LMN-201, says the company, combines two types of protein therapies to treat C. difficile. The biologic includes three proteins acting like antibodies that bind to and neutralize toxins from the bacteria responsible for diarrhea and other severe symptoms associated with the disease. A separate endolysin enzyme in LMN-201 derived from bacteriophages destroys cell walls of the bacteria themselves.

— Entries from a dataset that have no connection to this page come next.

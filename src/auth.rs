//! Login throttling, IP bans, and credential storage.
//!
//! Both persisted stores are small YAML documents read fresh on every check,
//! so an operator can edit them on disk and the change applies without a
//! restart. There is no in-app unban: clearing a ban means editing the file.
//!
//! The failed-attempt counter is deliberately never reset by a later
//! successful login. That is the long-standing observed behavior of this
//! gate and changing it would silently loosen the security posture.

use std::collections::{BTreeMap, HashSet};
use std::fs;
use std::path::PathBuf;
use std::sync::{Arc, Mutex};

use argon2::{
    Argon2,
    password_hash::{PasswordHash, PasswordHasher, PasswordVerifier, SaltString, rand_core::OsRng},
};
use serde::{Deserialize, Serialize};
use tracing::{info, warn};

use crate::error::ApiError;

/// Failed logins from one IP before it is banned.
pub const MAX_LOGIN_ATTEMPTS: u32 = 5;

/// Per-IP failure record persisted in the ban file.
#[derive(Debug, Clone, Default, PartialEq, Serialize, Deserialize)]
pub struct BanRecord {
    #[serde(default)]
    pub failures: u32,
    #[serde(default)]
    pub banned: bool,
}

#[derive(Debug, Default, Serialize, Deserialize)]
struct BanFile {
    #[serde(default)]
    ips: BTreeMap<String, BanRecord>,
}

/// Persisted ban list. Reads hit the file every time; writes are serialized
/// behind a mutex so concurrent failures from one IP cannot lose counts.
#[derive(Clone)]
pub struct BanStore {
    path: PathBuf,
    write_lock: Arc<Mutex<()>>,
}

impl BanStore {
    pub fn new(path: impl Into<PathBuf>) -> Self {
        BanStore {
            path: path.into(),
            write_lock: Arc::new(Mutex::new(())),
        }
    }

    fn load(&self) -> BanFile {
        match fs::read_to_string(&self.path) {
            Ok(raw) => serde_yaml::from_str(&raw).unwrap_or_else(|e| {
                warn!(path = %self.path.display(), error = %e, "Unreadable ban file, treating as empty");
                BanFile::default()
            }),
            // Missing file just means nobody has failed a login yet.
            Err(_) => BanFile::default(),
        }
    }

    fn save(&self, file: &BanFile) {
        let result = serde_yaml::to_string(file)
            .map_err(|e| e.to_string())
            .and_then(|raw| fs::write(&self.path, raw).map_err(|e| e.to_string()));
        if let Err(e) = result {
            // Best effort: a failed write must not turn a login failure
            // into a server error.
            warn!(path = %self.path.display(), error = %e, "Could not persist ban file");
        }
    }

    pub fn is_banned(&self, ip: &str) -> bool {
        self.load().ips.get(ip).is_some_and(|r| r.banned)
    }

    pub fn record(&self, ip: &str) -> Option<BanRecord> {
        self.load().ips.get(ip).cloned()
    }

    /// Increment the failure counter for an IP, promoting to banned at the
    /// threshold. Returns the updated record.
    pub fn record_failure(&self, ip: &str) -> BanRecord {
        let _guard = self.write_lock.lock().unwrap();
        let mut file = self.load();
        let record = file.ips.entry(ip.to_string()).or_default();
        record.failures += 1;
        if record.failures >= MAX_LOGIN_ATTEMPTS {
            record.banned = true;
        }
        let updated = record.clone();
        self.save(&file);
        if updated.banned {
            warn!(%ip, failures = updated.failures, "IP banned");
        } else {
            info!(%ip, failures = updated.failures, "Failed login recorded");
        }
        updated
    }
}

/// Ban enforcement with an always-exempt set.
///
/// Check order per request: exempt wins unconditionally, then the ban list,
/// then the request proceeds.
#[derive(Clone)]
pub struct AccessGate {
    store: BanStore,
    exempt: Arc<HashSet<String>>,
}

impl AccessGate {
    pub fn new(store: BanStore, safe_ips: &[String]) -> Self {
        let mut exempt: HashSet<String> = safe_ips.iter().cloned().collect();
        // Loopback is always safe so a local operator cannot lock
        // themselves out.
        exempt.insert("127.0.0.1".to_string());
        exempt.insert("::1".to_string());
        AccessGate {
            store,
            exempt: Arc::new(exempt),
        }
    }

    pub fn is_exempt(&self, ip: &str) -> bool {
        self.exempt.contains(ip)
    }

    pub fn check(&self, ip: &str) -> Result<(), ApiError> {
        if self.is_exempt(ip) {
            return Ok(());
        }
        if self.store.is_banned(ip) {
            return Err(ApiError::Banned);
        }
        Ok(())
    }

    /// Count a failed login. Exempt IPs are never counted.
    pub fn note_failure(&self, ip: &str) -> Option<BanRecord> {
        if self.is_exempt(ip) {
            info!(%ip, "Skipping failure count for exempt IP");
            return None;
        }
        Some(self.store.record_failure(ip))
    }
}

#[derive(Debug, Default, Serialize, Deserialize)]
struct UsersFile {
    #[serde(default)]
    users: BTreeMap<String, String>,
}

/// Credential storage backed by a YAML users file.
///
/// Plaintext entries are migrated in place to Argon2id PHC hashes the first
/// time the file is read, so a hand-edited file heals itself on the next
/// login attempt. An absent or empty file disables authentication entirely.
#[derive(Clone)]
pub struct CredentialStore {
    path: PathBuf,
    migrate_lock: Arc<Mutex<()>>,
}

impl CredentialStore {
    pub fn new(path: impl Into<PathBuf>) -> Self {
        CredentialStore {
            path: path.into(),
            migrate_lock: Arc::new(Mutex::new(())),
        }
    }

    fn load(&self) -> UsersFile {
        match fs::read_to_string(&self.path) {
            Ok(raw) => serde_yaml::from_str(&raw).unwrap_or_else(|e| {
                warn!(path = %self.path.display(), error = %e, "Unreadable users file, auth disabled");
                UsersFile::default()
            }),
            Err(_) => UsersFile::default(),
        }
    }

    /// Whether any users are configured. No users means auth is off.
    pub fn enabled(&self) -> bool {
        !self.load().users.is_empty()
    }

    /// Verify a username/password pair, migrating any plaintext entries to
    /// salted hashes along the way.
    pub fn verify(&self, username: &str, password: &str) -> bool {
        let _guard = self.migrate_lock.lock().unwrap();
        let mut file = self.load();
        if self.migrate_plaintext(&mut file) {
            let result = serde_yaml::to_string(&file)
                .map_err(|e| e.to_string())
                .and_then(|raw| fs::write(&self.path, raw).map_err(|e| e.to_string()));
            match result {
                Ok(()) => info!(path = %self.path.display(), "Migrated plaintext credentials to hashes"),
                Err(e) => {
                    warn!(path = %self.path.display(), error = %e, "Could not persist migrated credentials")
                }
            }
        }

        file.users
            .get(username)
            .is_some_and(|hash| verify_password(password, hash))
    }

    fn migrate_plaintext(&self, file: &mut UsersFile) -> bool {
        let mut changed = false;
        for secret in file.users.values_mut() {
            if !is_phc_hash(secret) {
                match hash_password(secret) {
                    Ok(hash) => {
                        *secret = hash;
                        changed = true;
                    }
                    Err(e) => warn!(error = %e, "Could not hash plaintext credential"),
                }
            }
        }
        changed
    }
}

fn is_phc_hash(secret: &str) -> bool {
    secret.starts_with("$argon2")
}

/// Hash a password to a PHC-formatted Argon2id string.
pub fn hash_password(password: &str) -> Result<String, String> {
    let salt = SaltString::generate(&mut OsRng);
    Argon2::default()
        .hash_password(password.as_bytes(), &salt)
        .map(|hash| hash.to_string())
        .map_err(|e| e.to_string())
}

/// Verify a password against a stored PHC hash. The hash carries its own
/// parameters, so a default instance verifies hashes from any settings.
pub fn verify_password(password: &str, hash: &str) -> bool {
    let Ok(parsed) = PasswordHash::new(hash) else {
        return false;
    };
    Argon2::default()
        .verify_password(password.as_bytes(), &parsed)
        .is_ok()
}

#[cfg(test)]
mod tests {
    use super::*;
    use std::sync::atomic::{AtomicU32, Ordering};

    static COUNTER: AtomicU32 = AtomicU32::new(0);

    fn temp_path(prefix: &str) -> PathBuf {
        let n = COUNTER.fetch_add(1, Ordering::SeqCst);
        let path = std::env::temp_dir().join(format!(
            "hearth-{prefix}-{}-{n}.yaml",
            std::process::id()
        ));
        let _ = fs::remove_file(&path);
        path
    }

    #[test]
    fn test_five_failures_ban_an_ip() {
        let store = BanStore::new(temp_path("bans"));
        for i in 1..MAX_LOGIN_ATTEMPTS {
            let record = store.record_failure("9.9.9.9");
            assert_eq!(record.failures, i);
            assert!(!record.banned);
        }
        let record = store.record_failure("9.9.9.9");
        assert!(record.banned);
        assert!(store.is_banned("9.9.9.9"));
        assert!(!store.is_banned("1.2.3.4"));
    }

    #[test]
    fn test_gate_exempts_loopback_and_safe_ips() {
        let store = BanStore::new(temp_path("bans"));
        let gate = AccessGate::new(store, &["10.0.0.2".to_string()]);

        for _ in 0..10 {
            assert!(gate.note_failure("127.0.0.1").is_none());
            assert!(gate.note_failure("10.0.0.2").is_none());
        }
        assert!(gate.check("127.0.0.1").is_ok());
        assert!(gate.check("::1").is_ok());
        assert!(gate.check("10.0.0.2").is_ok());
    }

    #[test]
    fn test_gate_rejects_banned_ip() {
        let store = BanStore::new(temp_path("bans"));
        let gate = AccessGate::new(store, &[]);

        for _ in 0..MAX_LOGIN_ATTEMPTS {
            gate.note_failure("9.9.9.9");
        }
        assert!(matches!(gate.check("9.9.9.9"), Err(ApiError::Banned)));
        assert!(gate.check("8.8.4.4").is_ok());
    }

    #[test]
    fn test_external_file_edits_apply_without_restart() {
        let path = temp_path("bans");
        let store = BanStore::new(path.clone());
        assert!(!store.is_banned("5.5.5.5"));

        // Operator bans by hand.
        fs::write(&path, "ips:\n  5.5.5.5:\n    failures: 9\n    banned: true\n").unwrap();
        assert!(store.is_banned("5.5.5.5"));

        // Operator unbans by hand: the only way to clear a ban.
        fs::write(&path, "ips: {}\n").unwrap();
        assert!(!store.is_banned("5.5.5.5"));
    }

    #[test]
    fn test_missing_ban_file_is_empty() {
        let store = BanStore::new(temp_path("bans"));
        assert!(!store.is_banned("1.1.1.1"));
        assert!(store.record("1.1.1.1").is_none());
    }

    #[test]
    fn test_credentials_disabled_without_users() {
        let store = CredentialStore::new(temp_path("users"));
        assert!(!store.enabled());
        assert!(!store.verify("anyone", "anything"));
    }

    #[test]
    fn test_plaintext_migrates_to_hash_on_first_read() {
        let path = temp_path("users");
        fs::write(&path, "users:\n  alice: hunter2\n").unwrap();
        let store = CredentialStore::new(path.clone());

        assert!(store.verify("alice", "hunter2"));

        let raw = fs::read_to_string(&path).unwrap();
        assert!(raw.contains("$argon2"));
        assert!(!raw.contains("hunter2"));

        // Still verifies against the migrated hash.
        assert!(store.verify("alice", "hunter2"));
        assert!(!store.verify("alice", "wrong"));
        assert!(!store.verify("bob", "hunter2"));
    }

    #[test]
    fn test_password_hash_round_trip() {
        let hash = hash_password("s3cret").unwrap();
        assert!(hash.starts_with("$argon2id$"));
        assert!(verify_password("s3cret", &hash));
        assert!(!verify_password("other", &hash));
        assert!(!verify_password("s3cret", "not-a-hash"));
    }
}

In data from a preclinical study posted in January 2022 (but not yet peer-reviewed), Lumen Bio researchers found the antibodies in LMN-201 are up to 3,000 times more potent against C. difficile bacterial toxins than a monoclonal antibody currently approved to treat the disease. The company says a recently completed early-stage study in Australia shows LMN-201 delivers and releases its contents in the region of the small intestine where C. difficile is likely to develop. In addition, the delivered proteins remain stable over time, even in a digestive environment.

“Lumen’s platform,” says medical research director Carl Mason in a company statement, “enables this novel approach of combining multiple therapeutic proteins into a single, low-cost, easily distributed, and administered therapeutic.”

Lumen Bio says the Food and Drug Administration approved the company’s investigational new drug or IND application, officially a request to transport an experimental drug across state lines. An approved IND request is, in effect, clearance to begin a clinical trial. The mid-stage trial in this case plans to enroll 375 adult patients with C. difficile, although locations for recruiting participants are not yet disclosed. Participants are randomly assigned to receive LMN-201 or a look-alike placebo, and then tracked for 16 weeks. The study team is looking primarily for recurrence of C. difficile among participants.